EXERCISE MATERIAL below:
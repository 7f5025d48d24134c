use thiserror::Error;

/// Failure reason carried by the typed entry points.
#[derive(Debug, Error)]
pub enum AnalyticsError {
    #[error("data source request failed: {0}")]
    Transport(String),

    #[error("data source returned status {status}: {body}")]
    Status { status: u16, body: String },

    #[error("data source payload did not match the expected schema: {0}")]
    Decode(String),

    #[error("data source returned no payload")]
    EmptyPayload,

    #[error("invalid configuration: {0}")]
    Config(String),
}

impl AnalyticsError {
    /// Label used in logs and metrics.
    pub fn category(&self) -> &'static str {
        match self {
            AnalyticsError::EmptyPayload => "empty_payload",
            AnalyticsError::Config(_) => "config",
            AnalyticsError::Transport(_)
            | AnalyticsError::Status { .. }
            | AnalyticsError::Decode(_) => "fetch_failed",
        }
    }
}

impl From<reqwest::Error> for AnalyticsError {
    fn from(err: reqwest::Error) -> Self {
        if err.is_decode() {
            AnalyticsError::Decode(err.to_string())
        } else {
            AnalyticsError::Transport(err.to_string())
        }
    }
}

impl From<serde_json::Error> for AnalyticsError {
    fn from(err: serde_json::Error) -> Self {
        AnalyticsError::Decode(err.to_string())
    }
}

impl From<config::ConfigError> for AnalyticsError {
    fn from(err: config::ConfigError) -> Self {
        AnalyticsError::Config(err.to_string())
    }
}

impl From<validator::ValidationErrors> for AnalyticsError {
    fn from(err: validator::ValidationErrors) -> Self {
        AnalyticsError::Config(err.to_string())
    }
}

pub type AnalyticsResult<T> = Result<T, AnalyticsError>;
End of EXERCISE MATERIAL.
**YOUR TASK:** Write the lines again exactly, from the first line of the material above to the line that includes "source returned status", both included. Leave out all the rest.

**WRITTEN RESPONSE:**
repository 7f5025d48d24134c
use thiserror::Error;

/// Failure reason carried by the typed entry points.
#[derive(Debug, Error)]
pub enum AnalyticsError {
    #[error("data source request failed: {0}")]
    Transport(String),

    #[error("data source returned status {status}: {body}")]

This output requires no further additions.